Background: The most commonly suggested mechanism of action for lipid emulsion (ILE) in poisoning is that it acts as an intravascular 'lipid-sink', allowing lipophilic drugs to bind with lipid molecules, reducing free plasma-drug concentrations. Little data exist assessing the interaction of ILE with drugs of varying lipid solubility. Objective(s): To assess the in vitro effect of ILE on total drug concentrations in human plasma exposed to various drugs implicated in cardiovascular system (CVS) poisoning and relate the findings to octanol:water coefficients of the drugs tested (LogP(octanol)).
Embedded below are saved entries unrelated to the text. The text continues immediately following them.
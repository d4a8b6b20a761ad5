//! Error types shared by the synchronization engine and its collaborators.

use std::fmt;
use std::io;
use std::path::PathBuf;

use crate::host::ObjectId;

/// Problems detected before any remote call is made.
#[derive(Debug, thiserror::Error)]
pub enum ConfigError {
    /// Neither `GITHUB_PAT` nor `GITHUB_TOKEN` is set.
    #[error("no GitHub access token found (set GITHUB_PAT)")]
    MissingCredential,

    /// The working directory name cannot be used as a repository name.
    #[error("invalid repository name derived from the working directory: {0:?}")]
    InvalidRepositoryName(String),

    /// A branch folder is missing next to the working directory.
    #[error("required folder not found: {}", .0.display())]
    MissingFolder(PathBuf),

    #[error("failed to read {}: {source}", path.display())]
    ReadConfig {
        path: PathBuf,
        #[source]
        source: io::Error,
    },

    #[error("failed to parse {}: {source}", path.display())]
    ParseConfig {
        path: PathBuf,
        #[source]
        source: toml::de::Error,
    },

    #[error("invalid configuration: {0}")]
    Invalid(String),
}

/// A local file could not be enumerated or read.
#[derive(Debug, thiserror::Error)]
#[error("failed to read {}: {source}", path.display())]
pub struct ReadError {
    pub path: PathBuf,
    #[source]
    pub source: io::Error,
}

impl ReadError {
    pub fn new(path: impl Into<PathBuf>, source: io::Error) -> Self {
        Self {
            path: path.into(),
            source,
        }
    }
}

/// Failure of a call against the repository host.
#[derive(Debug, thiserror::Error)]
pub enum RemoteError {
    /// The host answered 404 for the requested resource.
    #[error("{0} not found")]
    NotFound(String),

    /// The host answered with a non-success status.
    #[error("{method} {url} failed with {status}: {message}")]
    Status {
        method: String,
        url: String,
        status: u16,
        message: String,
    },

    /// The request never produced a response.
    #[error("request failed: {0}")]
    Transport(#[from] reqwest::Error),

    /// The response did not have the expected shape.
    #[error("unexpected response: {0}")]
    Decode(String),

    /// The host refused the operation for a reason of its own.
    #[error("rejected: {0}")]
    Rejected(String),
}

impl RemoteError {
    pub fn is_not_found(&self) -> bool {
        match self {
            RemoteError::NotFound(_) => true,
            RemoteError::Status { status, .. } => *status == 404,
            _ => false,
        }
    }
}

/// A tree submission that is malformed or was refused by the host.
#[derive(Debug, thiserror::Error)]
pub enum TreeBuildError {
    #[error("duplicate tree path: {0}")]
    DuplicatePath(String),

    #[error("invalid tree path: {0:?}")]
    InvalidPath(String),

    #[error("host rejected tree: {0}")]
    Rejected(#[source] RemoteError),
}

/// The step of a branch synchronization that failed.
#[derive(Debug, Clone, Copy, PartialEq, Eq)]
pub enum SyncStep {
    ResolveBranch,
    Bootstrap,
    ReadContent,
    UploadContent,
    BuildTree,
    Commit,
    AdvanceRef,
}

impl fmt::Display for SyncStep {
    fn fmt(&self, f: &mut fmt::Formatter<'_>) -> fmt::Result {
        let s = match self {
            SyncStep::ResolveBranch => "resolve branch",
            SyncStep::Bootstrap => "bootstrap branch",
            SyncStep::ReadContent => "read content",
            SyncStep::UploadContent => "upload content",
            SyncStep::BuildTree => "build tree",
            SyncStep::Commit => "create commit",
            SyncStep::AdvanceRef => "advance ref",
        };
        f.write_str(s)
    }
}

#[derive(Debug, thiserror::Error)]
pub enum SyncErrorKind {
    #[error(transparent)]
    Read(#[from] ReadError),

    #[error(transparent)]
    Remote(#[from] RemoteError),

    #[error(transparent)]
    Tree(#[from] TreeBuildError),

    /// The branch moved between resolution and the ref update.
    #[error("branch tip moved from {expected} to {found}")]
    RefConflict { expected: ObjectId, found: String },
}

/// Failure of one branch synchronization. Other branches are unaffected.
#[derive(Debug, thiserror::Error)]
#[error("sync of branch `{branch}` failed at step `{step}`: {kind}")]
pub struct SyncError {
    pub branch: String,
    pub step: SyncStep,
    #[source]
    pub kind: SyncErrorKind,
}

impl SyncError {
    pub fn new(branch: &str, step: SyncStep, kind: impl Into<SyncErrorKind>) -> Self {
        Self {
            branch: branch.to_string(),
            step,
            kind: kind.into(),
        }
    }
}

#[cfg(test)]
mod tests {
    use super::*;

    #[test]
    fn sync_error_names_branch_and_step() {
        let err = SyncError::new(
            "solution",
            SyncStep::UploadContent,
            RemoteError::Rejected("blob too large".into()),
        );
        let msg = err.to_string();
        assert!(msg.contains("`solution`"));
        assert!(msg.contains("upload content"));
        assert!(msg.contains("blob too large"));
    }

    #[test]
    fn status_404_counts_as_not_found() {
        let err = RemoteError::Status {
            method: "GET".into(),
            url: "https://api.github.com/x".into(),
            status: 404,
            message: "Not Found".into(),
        };
        assert!(err.is_not_found());
        assert!(!RemoteError::Decode("x".into()).is_not_found());
    }
}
Method(s): Human plasma (1 mL samples) containing either amitriptyline, dothiepin, or clomipramine, verapamil or diltiazem, propranolol or atenolol, was incubated with 20% ILE (20, 100, 200 microlitres/mL) or equal volumes of phosphatebuffered saline (Control) in triplicate. Samples were centrifuged and the drug concentration in ILE-free plasma was assayed by GC/MS. Differences in drug concentrations between ILE and Control samples were expressed as percent-decrease ( +/- 95% CI) from Control. Unpaired t-test was used to compare drug concentrations between ILE samples and their respective Controls. Result(s): There were statistically significant decreases in ILE-treated plasma drug concentrations for the cyclic antidepressants and calcium channel-blockers. However, neither beta-blocker showed a significant decrease in drug concentrations at any ILE dose. Plasma drug concentrations fell more with increasing ILE concentration (See Table 1). Conclusion(s): A higher LogP(octanol) appears to correlate with in vitro reduction in plasma drug concentrations in the presence of ILE. Propranolol and atenolol, with the lowest LogP(octanol), did not exhibit significant sequestration into ILE. This technique may be a simple way to screen drugs for their potential binding to ILE. (Table Presented).